→ Goal of the exercise
Return the data below exactly, stopping after the line with "local overrides), merges".

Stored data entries

= = = = =

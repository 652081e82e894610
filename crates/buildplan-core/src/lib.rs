//! Resolution core for declarative build descriptors.
//!
//! Takes an ordered sequence of descriptors (settings, project, module,
//! local overrides), merges them, checks version pins and required keys,
//! and produces a single [`ResolvedPlan`]. Nothing here touches the
//! filesystem or the process environment; both arrive through the caller.

mod descriptor;
mod error;
mod interpolate;
mod merge;
mod path;
mod plan;
mod settings;
mod versions;

pub use descriptor::{
    Declaration, Descriptor, DescriptorKind, DEPENDENCIES_KEY, INCLUDE_KEY, OVERRIDE_KEY,
    PLUGINS_KEY, REPOSITORIES_KEY, REPOS_ALIAS, SDK_KEY,
};
pub use error::{ConfigError, ErrorReport};
pub use interpolate::{escape, interpolate_tree, EnvLookup, Interpolator, NoEnv, ENV_PREFIX};
pub use merge::{deep_merge, merge_layers, merge_maps, ordered_union};
pub use path::{is_blank, lookup_path};
pub use plan::{
    AndroidConfig, BuildType, ResolvedDependency, ResolvedPlan, ResolvedPlugin, SigningConfig,
    DEBUG_SIGNING_CONFIG, DEFAULT_CONFIGURATION, PLAN_ORIGIN, ROOT_SDK,
};
pub use settings::{ResolverSettings, DEFAULT_REQUIRED_KEYS, DEFAULT_SECRET_KEYS};
pub use versions::{Pinned, VersionTable};

use std::collections::BTreeMap;

use serde_json::{Map, Value};

use interpolate::has_references;

/// Stateless descriptor resolver.
///
/// Safe to share between threads when the environment lookup is.
#[derive(Debug, Clone)]
pub struct Resolver<E = NoEnv> {
    settings: ResolverSettings,
    env: E,
}

impl Resolver<NoEnv> {
    pub fn new(settings: ResolverSettings) -> Self {
        Self {
            settings,
            env: NoEnv,
        }
    }
}

impl Default for Resolver<NoEnv> {
    fn default() -> Self {
        Self::new(ResolverSettings::default())
    }
}

impl<E: EnvLookup> Resolver<E> {
    /// Use `env` for `${env:NAME}` references.
    pub fn with_env<F: EnvLookup>(self, env: F) -> Resolver<F> {
        Resolver {
            settings: self.settings,
            env,
        }
    }

    pub fn settings(&self) -> &ResolverSettings {
        &self.settings
    }

    /// Resolve `descriptors` (lowest precedence first) into a plan.
    pub fn resolve(&self, descriptors: &[Descriptor]) -> Result<ResolvedPlan, ConfigError> {
        if descriptors.is_empty() {
            return Err(ConfigError::NoDescriptors);
        }

        let merged = merge_layers(descriptors.iter().map(|d| d.entries().clone()));

        // A version is compared as written in its own layer: references see
        // the tree merged up to that layer, falling back to the full tree
        // for keys only a later layer defines.
        let mut plugins = VersionTable::new(PLUGINS_KEY);
        let mut dependencies = VersionTable::new(DEPENDENCIES_KEY);
        let mut visible = Map::new();
        for descriptor in descriptors {
            visible = merge_maps(visible, descriptor.entries().clone());
            let layers = LayerTrees {
                visible: Interpolator::new(&visible, &self.env),
                merged: Interpolator::new(&merged, &self.env),
            };
            let declared = layers.expand_versions(PLUGINS_KEY, descriptor.plugins())?;
            plugins.declare_all(&declared, descriptor)?;
            let declared = layers.expand_versions(DEPENDENCIES_KEY, descriptor.dependencies())?;
            dependencies.declare_all(&declared, descriptor)?;
        }
        let plugins = declarations(plugins);
        let dependencies = declarations(dependencies);

        let mut tree = merged;
        interpolate_tree(&mut tree, &self.env)?;

        self.check_required(&tree)?;

        let plan = ResolvedPlan::assemble(tree, plugins, dependencies)?;
        plan.validate()?;

        tracing::debug!(
            descriptors = descriptors.len(),
            plugins = plan.plugins.len(),
            repositories = plan.repositories.len(),
            "resolved build plan"
        );
        Ok(plan)
    }

    fn check_required(&self, tree: &Map<String, Value>) -> Result<(), ConfigError> {
        for key in &self.settings.required_keys {
            match lookup_path(tree, key) {
                Some(value) if !is_blank(value) => {}
                _ => return Err(ConfigError::MissingRequiredKey { key: key.clone() }),
            }
        }
        Ok(())
    }
}
//! Parsed build descriptors.
//!
//! A descriptor is one unit of declarative build configuration: a table of
//! keys to scalar, list, or nested-table values. Plugin and dependency
//! declarations are split out at parse time so that version pinning can be
//! checked separately from the ordinary last-wins merge.

use std::collections::BTreeMap;

use serde::Deserialize;
use serde_json::{Map, Value};

use crate::error::ConfigError;
use crate::merge::deep_merge;

/// Top-level flag marking a descriptor as an override layer.
pub const OVERRIDE_KEY: &str = "override";

/// Section holding plugin declarations.
pub const PLUGINS_KEY: &str = "plugins";

/// Section holding dependency declarations.
pub const DEPENDENCIES_KEY: &str = "dependencies";

/// Section holding repository names or URLs.
pub const REPOSITORIES_KEY: &str = "repositories";

/// Short alias accepted for [`REPOSITORIES_KEY`].
pub const REPOS_ALIAS: &str = "repos";

/// Section listing included subprojects.
pub const INCLUDE_KEY: &str = "include";

/// Section holding SDK paths.
pub const SDK_KEY: &str = "sdk";

/// How a descriptor participates in version pinning.
#[derive(Debug, Clone, Copy, Default, PartialEq, Eq)]
pub enum DescriptorKind {
    /// Ordinary layer. Re-pinning a version to a different value is a conflict.
    #[default]
    Base,
    /// Local override layer. May replace any pinned version.
    Override,
}

/// A plugin or dependency declaration.
#[derive(Debug, Clone, Default, PartialEq, Eq)]
pub struct Declaration {
    /// Pinned version, if this declaration pins one.
    pub version: Option<String>,

    /// Whether the plugin is applied (plugins only).
    pub apply: Option<bool>,

    /// Dependency configuration such as `implementation` (dependencies only).
    pub configuration: Option<String>,

    /// Explicit `override = true`: replaces a previously pinned version.
    pub force: bool,
}

impl Declaration {
    /// A declaration that only pins a version.
    pub fn version(version: impl Into<String>) -> Self {
        Self {
            version: Some(version.into()),
            ..Default::default()
        }
    }
}

#[derive(Deserialize)]
#[serde(untagged)]
enum RawDeclaration {
    Version(String),
    Table(DeclarationTable),
}

#[derive(Deserialize)]
#[serde(deny_unknown_fields)]
struct DeclarationTable {
    #[serde(default)]
    version: Option<String>,
    #[serde(default)]
    apply: Option<bool>,
    #[serde(default)]
    configuration: Option<String>,
    #[serde(default, rename = "override")]
    force: bool,
}

impl From<RawDeclaration> for Declaration {
    fn from(raw: RawDeclaration) -> Self {
        match raw {
            RawDeclaration::Version(version) => Declaration::version(version),
            RawDeclaration::Table(table) => Declaration {
                version: table.version,
                apply: table.apply,
                configuration: table.configuration,
                force: table.force,
            },
        }
    }
}

/// One parsed, immutable descriptor.
#[derive(Debug, Clone, PartialEq)]
pub struct Descriptor {
    origin: String,
    kind: DescriptorKind,
    plugins: BTreeMap<String, Declaration>,
    dependencies: BTreeMap<String, Declaration>,
    entries: Map<String, Value>,
}

impl Descriptor {
    /// Parse a descriptor from an already-decoded document.
    ///
    /// `origin` labels the descriptor in error messages (usually a file path).
    pub fn from_value(origin: impl Into<String>, value: Value) -> Result<Self, ConfigError> {
        let origin = origin.into();
        let mut entries = match value {
            Value::Object(map) => map,
            other => {
                return Err(ConfigError::malformed(
                    &origin,
                    format!("expected a table at the top level, found {}", value_type(&other)),
                ))
            }
        };

        let kind = match entries.remove(OVERRIDE_KEY) {
            None | Some(Value::Bool(false)) => DescriptorKind::Base,
            Some(Value::Bool(true)) => DescriptorKind::Override,
            Some(other) => {
                return Err(ConfigError::malformed(
                    &origin,
                    format!("'{OVERRIDE_KEY}' must be a boolean, found {}", value_type(&other)),
                ))
            }
        };

        let mut plugins = match entries.remove(PLUGINS_KEY) {
            Some(section) => parse_declarations(&origin, PLUGINS_KEY, section)?,
            None => BTreeMap::new(),
        };
        if let Some((id, declaration)) = take_plugin_shorthand(&origin, &mut entries)? {
            if plugins.contains_key(&id) {
                return Err(ConfigError::malformed(
                    &origin,
                    format!("plugin '{id}' is declared twice"),
                ));
            }
            plugins.insert(id, declaration);
        }
        if let Some((id, _)) = plugins.iter().find(|(_, d)| d.configuration.is_some()) {
            return Err(ConfigError::malformed(
                &origin,
                format!("plugin '{id}': 'configuration' only applies to dependencies"),
            ));
        }

        let dependencies = match entries.remove(DEPENDENCIES_KEY) {
            Some(section) => parse_declarations(&origin, DEPENDENCIES_KEY, section)?,
            None => BTreeMap::new(),
        };
        if let Some((id, _)) = dependencies.iter().find(|(_, d)| d.apply.is_some()) {
            return Err(ConfigError::malformed(
                &origin,
                format!("dependency '{id}': 'apply' only applies to plugins"),
            ));
        }

        if let Some(repos) = entries.remove(REPOS_ALIAS) {
            let merged = match entries.remove(REPOSITORIES_KEY) {
                Some(existing) => deep_merge(existing, repos),
                None => repos,
            };
            entries.insert(REPOSITORIES_KEY.to_string(), merged);
        }
        check_string_list(&origin, &entries, REPOSITORIES_KEY)?;
        check_string_list(&origin, &entries, INCLUDE_KEY)?;
        check_sdk(&origin, &entries)?;

        Ok(Self {
            origin,
            kind,
            plugins,
            dependencies,
            entries,
        })
    }

    /// Parse a descriptor from JSON text.
    pub fn from_json_str(origin: impl Into<String>, content: &str) -> Result<Self, ConfigError> {
        let origin = origin.into();
        let value: Value = serde_json::from_str(content)
            .map_err(|e| ConfigError::malformed(&origin, format!("JSON parse error: {e}")))?;
        Self::from_value(origin, value)
    }

    /// Return the same descriptor with a different kind.
    pub fn with_kind(mut self, kind: DescriptorKind) -> Self {
        self.kind = kind;
        self
    }

    pub fn origin(&self) -> &str {
        &self.origin
    }

    pub fn kind(&self) -> DescriptorKind {
        self.kind
    }

    pub fn is_override(&self) -> bool {
        self.kind == DescriptorKind::Override
    }

    pub fn plugins(&self) -> &BTreeMap<String, Declaration> {
        &self.plugins
    }

    pub fn dependencies(&self) -> &BTreeMap<String, Declaration> {
        &self.dependencies
    }

    /// Everything except plugin and dependency declarations.
    pub fn entries(&self) -> &Map<String, Value> {
        &self.entries
    }

    /// Look up a top-level entry.
    pub fn get(&self, key: &str) -> Option<&Value> {
        self.entries.get(key)
    }
}

fn parse_declarations(
    origin: &str,
    section: &str,
    value: Value,
) -> Result<BTreeMap<String, Declaration>, ConfigError> {
    let table = match value {
        Value::Object(table) => table,
        Value::Null => {
            return Err(ConfigError::malformed(
                origin,
                format!("'{section}' cannot be removed with null; pinned versions are never unpinned"),
            ))
        }
        other => {
            return Err(ConfigError::malformed(
                origin,
                format!("'{section}' must be a table, found {}", value_type(&other)),
            ))
        }
    };

    let mut declarations = BTreeMap::new();
    for (id, raw) in table {
        if id.trim().is_empty() {
            return Err(ConfigError::malformed(
                origin,
                format!("'{section}' contains an empty id"),
            ));
        }
        if raw.is_null() {
            return Err(ConfigError::malformed(
                origin,
                format!("'{section}.{id}' cannot be removed with null; pinned versions are never unpinned"),
            ));
        }
        let raw: RawDeclaration = serde_json::from_value(raw).map_err(|_| {
            ConfigError::malformed(
                origin,
                format!(
                    "'{section}.{id}' must be a version string or a table of \
                     version/apply/configuration/override"
                ),
            )
        })?;
        declarations.insert(id, Declaration::from(raw));
    }
    Ok(declarations)
}

/// `{ plugin = "x", version = "1.0" }` declares a single plugin.
fn take_plugin_shorthand(
    origin: &str,
    entries: &mut Map<String, Value>,
) -> Result<Option<(String, Declaration)>, ConfigError> {
    let id = match entries.remove("plugin") {
        None => return Ok(None),
        Some(Value::String(id)) if !id.trim().is_empty() => id,
        Some(_) => {
            return Err(ConfigError::malformed(
                origin,
                "'plugin' must be a non-empty string",
            ))
        }
    };
    let version = match entries.remove("version") {
        None => None,
        Some(Value::String(version)) => Some(version),
        Some(other) => {
            return Err(ConfigError::malformed(
                origin,
                format!("'version' must be a string, found {}", value_type(&other)),
            ))
        }
    };
    Ok(Some((
        id,
        Declaration {
            version,
            ..Default::default()
        },
    )))
}

/// `null` is accepted: it removes the inherited list during the merge.
fn check_string_list(origin: &str, entries: &Map<String, Value>, key: &str) -> Result<(), ConfigError> {
    match entries.get(key) {
        None | Some(Value::Null) => Ok(()),
        Some(Value::Array(items)) if items.iter().all(Value::is_string) => Ok(()),
        Some(_) => Err(ConfigError::malformed(
            origin,
            format!("'{key}' must be a list of strings"),
        )),
    }
}

fn check_sdk(origin: &str, entries: &Map<String, Value>) -> Result<(), ConfigError> {
    match entries.get(SDK_KEY) {
        None | Some(Value::Null) | Some(Value::String(_)) => Ok(()),
        Some(Value::Object(paths))
            if paths.values().all(|path| path.is_string() || path.is_null()) =>
        {
            Ok(())
        }
        Some(_) => Err(ConfigError::malformed(
            origin,
            format!("'{SDK_KEY}' must be a path or a table of paths"),
        )),
    }
}

/// Short human name for a JSON value's type.
pub(crate) fn value_type(value: &Value) -> &'static str {
    match value {
        Value::Null => "null",
        Value::Bool(_) => "boolean",
        Value::Number(_) => "number",
        Value::String(_) => "string",
        Value::Array(_) => "list",
        Value::Object(_) => "table",
    }
}
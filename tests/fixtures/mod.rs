//! Descriptor fixtures shared by the integration tests
//!
//! - `android/`: a Flutter Android project (settings, project, module,
//!   local.properties)
//! - `overrides/`: local override descriptors applied on top of it

#![allow(dead_code)]

use std::path::{Path, PathBuf};

/// Path to the Android project fixture
pub fn android_project_path() -> PathBuf {
    Path::new(env!("CARGO_MANIFEST_DIR")).join("tests/fixtures/android")
}

/// Path to an override descriptor fixture
pub fn override_path(name: &str) -> PathBuf {
    Path::new(env!("CARGO_MANIFEST_DIR"))
        .join("tests/fixtures/overrides")
        .join(name)
}
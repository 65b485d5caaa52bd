// coach-core/src/lib.rs

//! The core logic for the brass practice coach.
//! This crate is responsible for pitch detection, note and frequency
//! math, valve-fingering checks, and scale building. It is completely
//! headless and performs no I/O: audio capture and rendering belong
//! to the driver that calls in.

pub mod fingering;
pub mod instrument;
pub mod note;
pub mod pitch;
pub mod scale;
pub mod tuning;

pub use fingering::{FingeringTable, ValveCombination};
pub use instrument::TransposingInstrument;
pub use note::{ParseError, PitchClass, WrittenNote};
pub use pitch::{Algorithm, ConfigError, EstimatorConfig};
pub use scale::{Direction, ScaleCursor, build_major_scale};

/// Result of analyzing a single audio window against a written target.
#[derive(Debug, Clone)]
pub struct AnalysisResult {
    /// The detected fundamental in Hz, if any.
    pub detected_frequency: Option<f32>,
    /// Sounding frequency the written target should produce.
    pub target_frequency: f32,
    /// Deviation from the target in cents, when a pitch was detected.
    pub cents_deviation: Option<i32>,
    /// Nearest equal-tempered note to the detected frequency, in the
    /// sounding domain.
    pub nearest_note: Option<WrittenNote>,
}

/// Runs the full per-window pipeline: pitch estimation, transposition
/// of the written target into the sounding domain, and cents
/// comparison.
///
/// This is the single place the written/sounding boundary is crossed;
/// callers hand in written targets and read sounding-domain results.
pub fn analyze_window(
    samples: &[f32],
    sample_rate: u32,
    config: &EstimatorConfig,
    target: WrittenNote,
    instrument: TransposingInstrument,
    ref_a4: f32,
) -> Result<AnalysisResult, ConfigError> {
    let detected = pitch::estimate_pitch(samples, sample_rate, config)?;
    let target_frequency = instrument.target_frequency(target, ref_a4);
    Ok(AnalysisResult {
        detected_frequency: detected,
        target_frequency,
        cents_deviation: detected.map(|f| tuning::cents_offset(f, target_frequency)),
        nearest_note: detected
            .and_then(|f| tuning::nearest_note(f, ref_a4))
            .map(|(note, _)| note),
    })
}

#[cfg(test)]
mod tests {
    use super::*;
    use crate::tuning::DEFAULT_A4_HZ;

    fn sine(freq: f32, len: usize, sample_rate: u32) -> Vec<f32> {
        (0..len)
            .map(|i| 0.5 * (2.0 * std::f32::consts::PI * freq * i as f32 / sample_rate as f32).sin())
            .collect()
    }

    #[test]
    fn written_b4_matches_concert_a_on_a_b_flat_horn() {
        let samples = sine(440.0, 2048, 44100);
        let target = WrittenNote::parse("B4").unwrap();
        let result = analyze_window(
            &samples,
            44100,
            &EstimatorConfig::default(),
            target,
            TransposingInstrument::B_FLAT_TREBLE,
            DEFAULT_A4_HZ,
        )
        .unwrap();

        assert!((result.target_frequency - 440.0).abs() < 1e-3);
        let cents = result.cents_deviation.expect("tone should be detected");
        assert!(cents.abs() <= 8, "cents off by {cents}");
        assert_eq!(result.nearest_note.unwrap().to_string(), "A4");
    }

    #[test]
    fn silent_window_reports_no_pitch_but_a_target() {
        let samples = vec![0.0; 2048];
        let target = WrittenNote::parse("C4").unwrap();
        let result = analyze_window(
            &samples,
            44100,
            &EstimatorConfig::default(),
            target,
            TransposingInstrument::CONCERT,
            DEFAULT_A4_HZ,
        )
        .unwrap();

        assert_eq!(result.detected_frequency, None);
        assert_eq!(result.cents_deviation, None);
        assert_eq!(result.nearest_note, None);
        assert!((result.target_frequency - 261.63).abs() < 0.01);
    }
}
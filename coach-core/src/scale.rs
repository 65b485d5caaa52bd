//! # Scale Building and Traversal
//!
//! Major-scale sequences of written notes, plus the ping-pong cursor
//! that walks a sequence up and down during practice. Both the
//! sequence and the cursor are plain values; the driver owns whatever
//! per-session state it threads through them.

use crate::note::{PitchClass, WrittenNote};

/// Semitone steps of the major scale.
pub const MAJOR_SCALE_STEPS: [i32; 7] = [2, 2, 1, 2, 2, 2, 1];

/// Builds the written major scale from a tonic: eight notes (tonic
/// through the octave) before clamping. Entries above
/// `max_pitch_index` are dropped from the tail, but the tonic is
/// always retained even when it exceeds the clamp itself.
pub fn build_major_scale(
    tonic: PitchClass,
    start_octave: i32,
    max_pitch_index: i32,
) -> Vec<WrittenNote> {
    let tonic_note = WrittenNote::new(tonic, start_octave);
    let mut indices = Vec::with_capacity(MAJOR_SCALE_STEPS.len() + 1);
    let mut current = tonic_note.pitch_index();
    indices.push(current);
    for step in MAJOR_SCALE_STEPS {
        current += step;
        indices.push(current);
    }

    let mut notes: Vec<WrittenNote> = indices
        .into_iter()
        .filter(|&index| index <= max_pitch_index)
        .filter_map(WrittenNote::from_pitch_index)
        .collect();
    if notes.is_empty() {
        notes.push(tonic_note);
    }
    notes
}

#[derive(Debug, Clone, Copy, PartialEq, Eq)]
pub enum Direction {
    Ascending,
    Descending,
}

/// Oscillating index into a scale sequence.
///
/// Advancing moves one step in the current direction; landing on
/// either end flips the direction, so a 3-note sequence yields
/// `1, 2, 1, 0, 1, ...` from a fresh cursor. Total for every sequence
/// length: a length-1 sequence stays at index 0 forever.
#[derive(Debug, Clone, Copy, PartialEq, Eq)]
pub struct ScaleCursor {
    index: usize,
    direction: Direction,
}

impl ScaleCursor {
    pub const fn new() -> Self {
        ScaleCursor {
            index: 0,
            direction: Direction::Ascending,
        }
    }

    pub const fn index(self) -> usize {
        self.index
    }

    pub const fn direction(self) -> Direction {
        self.direction
    }

    /// Steps the cursor through a sequence of `len` notes and returns
    /// the new index.
    pub fn advance(&mut self, len: usize) -> usize {
        if len <= 1 {
            self.index = 0;
            self.direction = Direction::Ascending;
            return 0;
        }
        // Re-clamp in case the sequence shrank since the last step.
        if self.index >= len {
            self.index = len - 1;
            self.direction = Direction::Descending;
        }
        match self.direction {
            Direction::Ascending => self.index += 1,
            Direction::Descending => self.index -= 1,
        }
        if self.index == len - 1 {
            self.direction = Direction::Descending;
        } else if self.index == 0 {
            self.direction = Direction::Ascending;
        }
        self.index
    }
}

impl Default for ScaleCursor {
    fn default() -> Self {
        ScaleCursor::new()
    }
}

#[cfg(test)]
mod tests {
    use super::*;

    fn names(notes: &[WrittenNote]) -> Vec<String> {
        notes.iter().map(|n| n.to_string()).collect()
    }

    #[test]
    fn c_major_is_eight_notes_before_clamping() {
        let scale = build_major_scale(PitchClass::C, 4, 120);
        assert_eq!(
            names(&scale),
            ["C4", "D4", "E4", "F4", "G4", "A4", "B4", "C5"]
        );
    }

    #[test]
    fn clamping_drops_trailing_entries() {
        let scale = build_major_scale(PitchClass::C, 4, 71);
        assert_eq!(names(&scale), ["C4", "D4", "E4", "F4", "G4", "A4", "B4"]);
    }

    #[test]
    fn high_tonics_clamp_hard_but_keep_the_tonic() {
        // A4 major within the fourth octave: only A4 and B4 fit.
        let scale = build_major_scale(PitchClass::A, 4, 71);
        assert_eq!(names(&scale), ["A4", "B4"]);

        // Tonic above the clamp is still returned alone.
        let scale = build_major_scale(PitchClass::C, 5, 71);
        assert_eq!(names(&scale), ["C5"]);
    }

    #[test]
    fn flat_tonics_build_sharp_spelled_scales() {
        let scale = build_major_scale(PitchClass::from_name("Bb").unwrap(), 4, 120);
        assert_eq!(names(&scale)[0], "A#4");
        assert_eq!(scale.len(), 8);
    }

    #[test]
    fn three_note_sequence_oscillates_without_repeats() {
        let mut cursor = ScaleCursor::new();
        let produced: Vec<usize> = (0..7).map(|_| cursor.advance(3)).collect();
        assert_eq!(produced, [1, 2, 1, 0, 1, 2, 1]);
    }

    #[test]
    fn direction_flips_on_landing_at_the_ends() {
        let mut cursor = ScaleCursor::new();
        cursor.advance(3); // at 1, ascending
        assert_eq!(cursor.direction(), Direction::Ascending);
        cursor.advance(3); // lands on 2, flips
        assert_eq!(cursor.direction(), Direction::Descending);
        cursor.advance(3);
        cursor.advance(3); // lands on 0, flips back
        assert_eq!(cursor.direction(), Direction::Ascending);
    }

    #[test]
    fn single_note_sequence_is_total() {
        let mut cursor = ScaleCursor::new();
        for _ in 0..5 {
            assert_eq!(cursor.advance(1), 0);
        }
    }

    #[test]
    fn two_note_sequence_alternates() {
        let mut cursor = ScaleCursor::new();
        let produced: Vec<usize> = (0..6).map(|_| cursor.advance(2)).collect();
        assert_eq!(produced, [1, 0, 1, 0, 1, 0]);
    }

    #[test]
    fn cursor_reclamps_when_the_sequence_shrinks() {
        let mut cursor = ScaleCursor::new();
        for _ in 0..7 {
            cursor.advance(8);
        }
        assert_eq!(cursor.index(), 7);
        // Shrinking to 3 notes keeps the next step in range.
        let next = cursor.advance(3);
        assert!(next < 3);
    }
}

= = = = =

→ Exercise solution
repository 652081e82e894610
filename crates/buildplan-core/src/lib.rs
//! Resolution core for declarative build descriptors.
//!
//! Takes an ordered sequence of descriptors (settings, project, module,
//! local overrides), merges them, checks version pins and required keys,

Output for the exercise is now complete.